Since the time of Immanuel Kant (1724-1804) it has been presumed that humans and other species by extension are not born as clean slates, but rather that they are endowed with a mechanism for the storage of knowledge, which comes about through brain-mediated learning (Hebb 1949). In interpreting the philosophy of Kant, Jiang (2025) entertains the following scenario: A group of individuals is stranded on an island. After falling asleep, they awaken with no memory of past events. Would these individuals be able to survive on the island? A clean-slate outcome would render the inhabitants unable to survive. A functioning brain, however, would have the inhabitants learn to discriminate between edible and non-edible items. As learning progresses, new knowledge would be put into memory.
Biology supports this:
“Yerkes (1912) trained an earthworm to choose one arm of a T-maze, using electric shock as punishment for error and the moist burrow as reward for correct choice. The habit was acquired in twenty trials, 2 days at ten trials per day, about what might be necessary for the laboratory rat. No errors were made on the third day, though the behaviour was somewhat inconsistent in the following week as between good days and bad days (even worms have them). Yerkes then removed the brain, or principal ganglia, by cutting off the head—the anterior four and a half segments. The animal continued to respond correctly, showing that there were sufficient synaptic modifications in the remaining ganglia to mediate the response—until the new head regenerated, at which time the habit was lost. The noise generated by the new ganglia, the irrelevant neural activity of the uneducated brain, was sufficient to disrupt learning completely.” (Hebb 1961, p. 78)

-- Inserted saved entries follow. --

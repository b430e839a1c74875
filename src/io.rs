/*
 * Copyright (c) 2021-2021 Thomas Kramer.
 *
 * This file is part of regrid
 * (a fork of https://codeberg.org/libreda/interp).
 *
 * This program is free software: you can redistribute it and/or modify
 * it under the terms of the GNU General Public License as published by
 * the Free Software Foundation, either version 3 of the License, or
 * (at your option) any later version.
 *
 * This program is distributed in the hope that it will be useful,
 * but WITHOUT ANY WARRANTY; without even the implied warranty of
 * MERCHANTABILITY or FITNESS FOR A PARTICULAR PURPOSE.  See the
 * GNU General Public License for more details.
 *
 * You should have received a copy of the GNU General Public License
 * along with this program. If not, see <http://www.gnu.org/licenses/>.
 */


//! Delimited-file input and output.
//!
//! Input files are decoded from a configurable encoding before parsing, so legacy
//! regional code pages (GBK, GB18030, Latin-1, ...) work next to UTF-8. Output is
//! always UTF-8, optionally with a byte order mark for spreadsheet applications.

use std::fmt;
use std::fs::{self, File};
use std::io::{BufWriter, Write};
use std::path::{Path, PathBuf};

use encoding_rs::{Encoding, UTF_8};
use tracing::{info, warn};

use crate::error::{ConfigurationError, Error, Result};
use crate::method::Method;
use crate::resampler::{MethodResult, ResampleOutput};
use crate::table::Table;

const UTF8_BOM: &[u8] = b"\xEF\xBB\xBF";

/// How to read an input table.
#[derive(Clone, Debug, PartialEq)]
pub struct ReadOptions {
    /// Name of the independent column.
    pub index_column: String,
    /// Encoding label as understood by the WHATWG encoding standard, plus `utf-8-sig`.
    pub encoding: String,
    /// Field delimiter.
    pub delimiter: u8,
}

impl ReadOptions {
    /// UTF-8, comma separated.
    pub fn new(index_column: impl Into<String>) -> Self {
        Self {
            index_column: index_column.into(),
            encoding: "utf-8".to_string(),
            delimiter: b',',
        }
    }
}

/// How to render output tables.
#[derive(Clone, Debug, PartialEq)]
pub struct WriteOptions {
    /// Decimals of the independent column, `None` for the shortest exact form.
    pub index_precision: Option<u32>,
    /// Decimals of the dependent columns, `None` for the shortest exact form.
    pub value_precision: Option<u32>,
    /// Field delimiter.
    pub delimiter: u8,
    /// Start the file with a UTF-8 byte order mark.
    pub bom: bool,
}

impl Default for WriteOptions {
    fn default() -> Self {
        Self {
            index_precision: None,
            value_precision: None,
            delimiter: b',',
            bom: false,
        }
    }
}

fn io_error(path: &Path, source: std::io::Error) -> Error {
    Error::Io { path: path.display().to_string(), source }
}

/// Look up an encoding label.
pub fn encoding_for_label(label: &str) -> Result<&'static Encoding, ConfigurationError> {
    let trimmed = label.trim();
    if trimmed.eq_ignore_ascii_case("utf-8-sig") || trimmed.eq_ignore_ascii_case("utf8") {
        return Ok(UTF_8);
    }
    Encoding::for_label(trimmed.as_bytes())
        .ok_or_else(|| ConfigurationError::UnknownEncoding(label.to_string()))
}

/// Decode raw bytes. A byte order mark takes precedence over the label.
pub fn decode(bytes: &[u8], label: &str) -> Result<String, ConfigurationError> {
    let encoding = encoding_for_label(label)?;
    let (text, used, had_errors) = encoding.decode(bytes);
    if had_errors {
        return Err(ConfigurationError::Undecodable(used.name().to_string()));
    }
    Ok(text.into_owned())
}

/// Parse delimited text with a header row into a [`Table`].
///
/// Empty cells become `NaN`.
pub fn parse_table(text: &str, options: &ReadOptions) -> Result<Table> {
    let mut reader = csv::ReaderBuilder::new()
        .delimiter(options.delimiter)
        .trim(csv::Trim::All)
        .from_reader(text.as_bytes());

    let headers: Vec<String> = reader.headers()?.iter().map(str::to_string).collect();
    let mut columns: Vec<(String, Vec<f64>)> = headers.into_iter().map(|h| (h, Vec::new())).collect();

    for (row, record) in reader.records().enumerate() {
        let record = record?;
        for ((name, values), cell) in columns.iter_mut().zip(record.iter()) {
            let value = if cell.is_empty() {
                f64::NAN
            } else {
                cell.parse::<f64>().map_err(|_| ConfigurationError::InvalidCell {
                    column: name.clone(),
                    row: row + 1,
                    value: cell.to_string(),
                })?
            };
            values.push(value);
        }
    }

    Ok(Table::from_columns(columns, &options.index_column)?)
}

/// Read and parse a table file.
pub fn read_table(path: &Path, options: &ReadOptions) -> Result<Table> {
    let bytes = fs::read(path).map_err(|e| io_error(path, e))?;
    let text = decode(&bytes, &options.encoding)?;
    let table = parse_table(&text, options)?;
    info!(
        "read {}: {} rows, independent column `{}`, dependent columns {:?}",
        path.display(),
        table.len(),
        table.index_name(),
        table.column_names()
    );
    Ok(table)
}

/// Render one value. Missing values are empty cells.
pub fn format_value(value: f64, digits: Option<u32>) -> String {
    if value.is_nan() {
        return String::new();
    }
    // Avoid printing `-0.0` after rounding small negatives.
    let value = if value == 0.0 { 0.0 } else { value };
    match digits {
        Some(d) => format!("{:.*}", d as usize, value),
        None => value.to_string(),
    }
}

/// Write `table` as delimited text.
pub fn write_table<W: Write>(out: W, table: &Table, options: &WriteOptions) -> Result<()> {
    let mut out = out;
    if options.bom {
        out.write_all(UTF8_BOM).map_err(|e| io_error(Path::new("<output>"), e))?;
    }
    let mut writer = csv::WriterBuilder::new()
        .delimiter(options.delimiter)
        .from_writer(out);

    writer.write_record(table.header())?;

    let columns: Vec<&[f64]> = table.columns().map(|(_, v)| v).collect();
    for (row, &x) in table.index().iter().enumerate() {
        let record = std::iter::once(format_value(x, options.index_precision))
            .chain(columns.iter().map(|c| format_value(c[row], options.value_precision)));
        writer.write_record(record)?;
    }
    writer.flush().map_err(|e| io_error(Path::new("<output>"), e))?;
    Ok(())
}

/// Write `table` to a file.
pub fn write_table_file(path: &Path, table: &Table, options: &WriteOptions) -> Result<()> {
    let file = File::create(path).map_err(|e| io_error(path, e))?;
    write_table(BufWriter::new(file), table, options)
}

/// `{dir}/{stem}_{method}_resampled.csv`.
pub fn output_path(dir: &Path, stem: &str, method: Method) -> PathBuf {
    dir.join(format!("{}_{}_resampled.csv", stem, method.name()))
}

/// Outcome of writing one method's table.
#[derive(Debug)]
pub struct Written {
    /// The method.
    pub method: Method,
    /// Target file.
    pub path: PathBuf,
    /// `Err` when the file could not be written.
    pub result: Result<()>,
}

/// Write every method's table into `dir`.
///
/// A failure on one file is logged and does not stop the others.
pub fn write_results(output: &ResampleOutput, dir: &Path, stem: &str, options: &WriteOptions) -> Vec<Written> {
    output
        .results
        .iter()
        .map(|r: &MethodResult| {
            let path = output_path(dir, stem, r.method);
            let result = write_table_file(&path, &r.table, options);
            match &result {
                Ok(()) => info!("wrote {}", path.display()),
                Err(e) => warn!("could not write {}: {}", path.display(), e),
            }
            Written { method: r.method, path, result }
        })
        .collect()
}

/// Plain text summary of a run.
pub struct Report<'a> {
    /// Input file.
    pub input: &'a Path,
    /// Output folder.
    pub output_dir: &'a Path,
    /// Independent column.
    pub index_column: &'a str,
    /// Grid step.
    pub step: f64,
    /// Decimals of the independent column.
    pub index_precision: Option<u32>,
    /// Decimals of the dependent columns.
    pub value_precision: Option<u32>,
    /// The run.
    pub output: &'a ResampleOutput,
    /// Files written.
    pub written: &'a [Written],
}

fn describe_precision(p: Option<u32>) -> String {
    match p {
        Some(d) => format!("{} decimal(s)", d),
        None => "full".to_string(),
    }
}

impl fmt::Display for Report<'_> {
    fn fmt(&self, f: &mut fmt::Formatter<'_>) -> fmt::Result {
        writeln!(f, "Resampling report")?;
        writeln!(f, "{}", "=".repeat(50))?;
        writeln!(f, "Input file: {}", self.input.display())?;
        writeln!(f, "Output folder: {}", self.output_dir.display())?;
        writeln!(f, "Independent column: {}", self.index_column)?;
        writeln!(f, "Step: {}", self.step)?;
        writeln!(f, "Independent precision: {}", describe_precision(self.index_precision))?;
        writeln!(f, "Dependent precision: {}", describe_precision(self.value_precision))?;

        writeln!(f, "\nMethods:")?;
        for r in &self.output.results {
            writeln!(f, "- {} ({}): {} rows", r.method.label(), r.method, r.table.len())?;
        }

        let fallbacks: Vec<_> = self.output.fallbacks().collect();
        if !fallbacks.is_empty() {
            writeln!(f, "\nFallbacks:")?;
            for fb in fallbacks {
                writeln!(f, "- {}", fb)?;
            }
        }

        if !self.output.skipped.is_empty() {
            writeln!(f, "\nSkipped:")?;
            for s in &self.output.skipped {
                writeln!(f, "- {}", s)?;
            }
        }

        writeln!(f, "\nFiles:")?;
        for w in self.written {
            let name = w.path.file_name().map(|n| n.to_string_lossy()).unwrap_or_default();
            match &w.result {
                Ok(()) => writeln!(f, "- {}", name)?,
                Err(e) => writeln!(f, "- {} (failed: {})", name, e)?,
            }
        }
        Ok(())
    }
}

/// Write the report to `{dir}/{stem}_report.txt` and return the path.
pub fn write_report(report: &Report<'_>, dir: &Path, stem: &str) -> Result<PathBuf> {
    let path = dir.join(format!("{}_report.txt", stem));
    fs::write(&path, report.to_string()).map_err(|e| io_error(&path, e))?;
    info!("wrote report {}", path.display());
    Ok(path)
}

#[test]
fn test_parse_table_with_missing_cells() {
    let text = "t,Q,H\n0,10,1.5\n3,40,\n6, 30 ,2\n";
    let table = parse_table(text, &ReadOptions::new("t")).unwrap();
    assert_eq!(table.index(), &[0.0, 3.0, 6.0]);
    assert_eq!(table.column("Q").unwrap(), &[10.0, 40.0, 30.0]);
    let h = table.column("H").unwrap();
    assert!(h[1].is_nan());
    assert_eq!(h[2], 2.0);
}

#[test]
fn test_parse_table_invalid_cell() {
    let err = parse_table("t,Q\n0,abc\n", &ReadOptions::new("t")).unwrap_err();
    assert!(matches!(
        err,
        Error::Configuration(ConfigurationError::InvalidCell { ref column, row: 1, .. }) if column == "Q"
    ));
}

#[test]
fn test_parse_table_missing_index() {
    let err = parse_table("t,Q\n0,1\n", &ReadOptions::new("time")).unwrap_err();
    assert!(matches!(err, Error::Configuration(ConfigurationError::MissingColumn { .. })));
}

#[test]
fn test_parse_table_semicolon() {
    let mut options = ReadOptions::new("z");
    options.delimiter = b';';
    let table = parse_table("z;V\n1;2\n", &options).unwrap();
    assert_eq!(table.column("V").unwrap(), &[2.0]);
}

#[test]
fn test_decode_gbk() {
    // "时间" in GBK.
    let bytes = b"\xca\xb1\xbc\xe4,Q\n0,1\n";
    let text = decode(bytes, "gbk").unwrap();
    assert!(text.starts_with("时间,Q"));
    let table = parse_table(&text, &ReadOptions::new("时间")).unwrap();
    assert_eq!(table.column("Q").unwrap(), &[1.0]);
}

#[test]
fn test_decode_strips_bom() {
    let text = decode(b"\xEF\xBB\xBFt,Q\n", "utf-8-sig").unwrap();
    assert_eq!(text, "t,Q\n");
    let text = decode(b"\xEF\xBB\xBFt,Q\n", "utf-8").unwrap();
    assert_eq!(text, "t,Q\n");
}

#[test]
fn test_decode_errors() {
    assert_eq!(
        decode(b"t", "klingon"),
        Err(ConfigurationError::UnknownEncoding("klingon".to_string()))
    );
    assert!(matches!(decode(b"t,\xc3\x28\n", "utf-8"), Err(ConfigurationError::Undecodable(_))));
}

#[test]
fn test_format_value() {
    assert_eq!(format_value(20.0, Some(1)), "20.0");
    assert_eq!(format_value(20.0, Some(0)), "20");
    assert_eq!(format_value(-0.0, Some(1)), "0.0");
    assert_eq!(format_value(0.25, None), "0.25");
    assert_eq!(format_value(f64::NAN, Some(2)), "");
}

#[test]
fn test_write_table() {
    let table = Table::new("t", vec![0.0, 1.0])
        .with_column("Q", vec![10.0, f64::NAN])
        .unwrap();
    let options = WriteOptions { index_precision: Some(0), value_precision: Some(1), ..WriteOptions::default() };
    let mut buf = Vec::new();
    write_table(&mut buf, &table, &options).unwrap();
    assert_eq!(String::from_utf8(buf).unwrap(), "t,Q\n0,10.0\n1,\n");
}

#[test]
fn test_write_table_bom() {
    let table = Table::new("t", vec![0.0]).with_column("Q", vec![1.0]).unwrap();
    let options = WriteOptions { bom: true, ..WriteOptions::default() };
    let mut buf = Vec::new();
    write_table(&mut buf, &table, &options).unwrap();
    assert!(buf.starts_with(UTF8_BOM));
    assert_eq!(&buf[3..], b"t,Q\n0,1\n");
}

#[test]
fn test_output_path() {
    let p = output_path(Path::new("out"), "inflow", Method::NearestTwoPoint);
    assert_eq!(p, Path::new("out").join("inflow_nearest_two_point_resampled.csv"));
}
#[test]
fn test_samples_on_grid_are_copied_verbatim() {
    // Samples every 0.5, grid every 0.25: every other grid point is a sample.
    let samples = [0.1, 0.7, 0.2, 0.9, 0.4];
    let table = Table::new("z", vec![0.0, 0.5, 1.0, 1.5, 2.0])
        .with_column("V", samples.to_vec())
        .unwrap();
    let config = ResampleConfig::new(0.25).with_methods(["polynomial", "spline", "nearest_two_point"]);
    let output = Resampler::new(config).run(&table).unwrap();
    for r in &output.results {
        let v = r.table.column("V").unwrap();
        assert_eq!(v.len(), 9);
        for (i, want) in samples.iter().enumerate() {
            assert_eq!(v[2 * i].to_bits(), want.to_bits(), "{}", r.method);
        }
    }
}

#[test]
fn test_unknown_method_is_skipped() {
    let config = ResampleConfig::new(1.0).with_methods(["cubic", "linear", "linear"]);
    let output = Resampler::new(config).run(&hydrograph()).unwrap();
    assert_eq!(output.skipped, vec![UnsupportedMethod("cubic".to_string())]);
    assert_eq!(output.results.len(), 1);
    assert_eq!(output.results[0].method, Method::Linear);
}

#[test]
fn test_unknown_method_strict() {
    let config = ResampleConfig::new(1.0).with_methods(["cubic", "linear"]).strict(true);
    let err = Resampler::new(config).run(&hydrograph()).unwrap_err();
    assert!(matches!(err, Error::UnsupportedMethod(UnsupportedMethod(ref n)) if n == "cubic"));
}

#[test]
fn test_only_unknown_methods() {
    let config = ResampleConfig::new(1.0).with_methods(["cubic"]);
    let err = Resampler::new(config).run(&hydrograph()).unwrap_err();
    assert!(matches!(err, Error::Configuration(ConfigurationError::NoMethods)));
}

#[test]
fn test_invalid_configuration() {
    let err = Resampler::new(ResampleConfig::new(0.0)).run(&hydrograph()).unwrap_err();
    assert!(matches!(err, Error::Configuration(ConfigurationError::InvalidStep(_))));

    let mut config = ResampleConfig::new(1.0);
    config.options.spline_degree = 7;
    let err = Resampler::new(config).run(&hydrograph()).unwrap_err();
    assert!(matches!(err, Error::Configuration(ConfigurationError::InvalidSplineDegree(7))));

    let mut config = ResampleConfig::new(1.0);
    config.value_precision = Some(40);
    let err = Resampler::new(config).run(&hydrograph()).unwrap_err();
    assert!(matches!(err, Error::Configuration(ConfigurationError::InvalidPrecision(40))));
}

#[test]
fn test_idempotent() {
    let table = hydrograph()
        .with_column("H", vec![1.5, 2.5, 2.0, 1.0])
        .unwrap();
    let resampler = Resampler::new(ResampleConfig::new(0.5).with_precision(1, 3));
    let a = resampler.run(&table).unwrap();
    let b = resampler.run(&table).unwrap();
    for (ra, rb) in a.results.iter().zip(&b.results) {
        for ((_, va), (_, vb)) in ra.table.columns().zip(rb.table.columns()) {
            let bits_a: Vec<u64> = va.iter().map(|v| v.to_bits()).collect();
            let bits_b: Vec<u64> = vb.iter().map(|v| v.to_bits()).collect();
            assert_eq!(bits_a, bits_b);
        }
    }
}

#[test]
fn test_parallel_matches_sequential() {
    let table = hydrograph()
        .with_column("H", vec![1.5, 2.5, 2.0, 1.0])
        .unwrap()
        .with_column("S", vec![0.0, 1.0, -1.0, 2.0])
        .unwrap();
    let config = ResampleConfig::new(0.25);
    let seq = Resampler::new(config.clone()).run(&table).unwrap();
    let par = Resampler::new(config.parallel(true)).run(&table).unwrap();

    assert_eq!(seq.results.len(), par.results.len());
    for (a, b) in seq.results.iter().zip(&par.results) {
        assert_eq!(a.method, b.method);
        assert_eq!(a.table.header(), b.table.header());
        for ((_, va), (_, vb)) in a.table.columns().zip(b.table.columns()) {
            let bits_a: Vec<u64> = va.iter().map(|v| v.to_bits()).collect();
            let bits_b: Vec<u64> = vb.iter().map(|v| v.to_bits()).collect();
            assert_eq!(bits_a, bits_b);
        }
        assert_eq!(a.fallbacks, b.fallbacks);
    }
}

In the foregoing, the new brain cells of the worm had to be reprogrammed by the feedback coming from the new environment, which concurs with the idea of Kant that organisms are not born as clean slates. Chomsky’s universal grammar has been proposed to explain why humans learn language so fast as children (Chomsky 1965). We would posit that all animals are endowed with a ‘universal grammar’ of brain function to provide every species with a constitution that anticipates environmental contingencies. Humans have a universal grammar for language as well as for building advanced societies; Sperm whales have a universal grammar for communicating between members of a pod; Zebra Finch have a universal grammar for the generation of songs to attract mates; and Compass termites have a universal grammar for the construction of above-ground nests that are inundated with tunnels so workers and soldiers can defend the queen and king.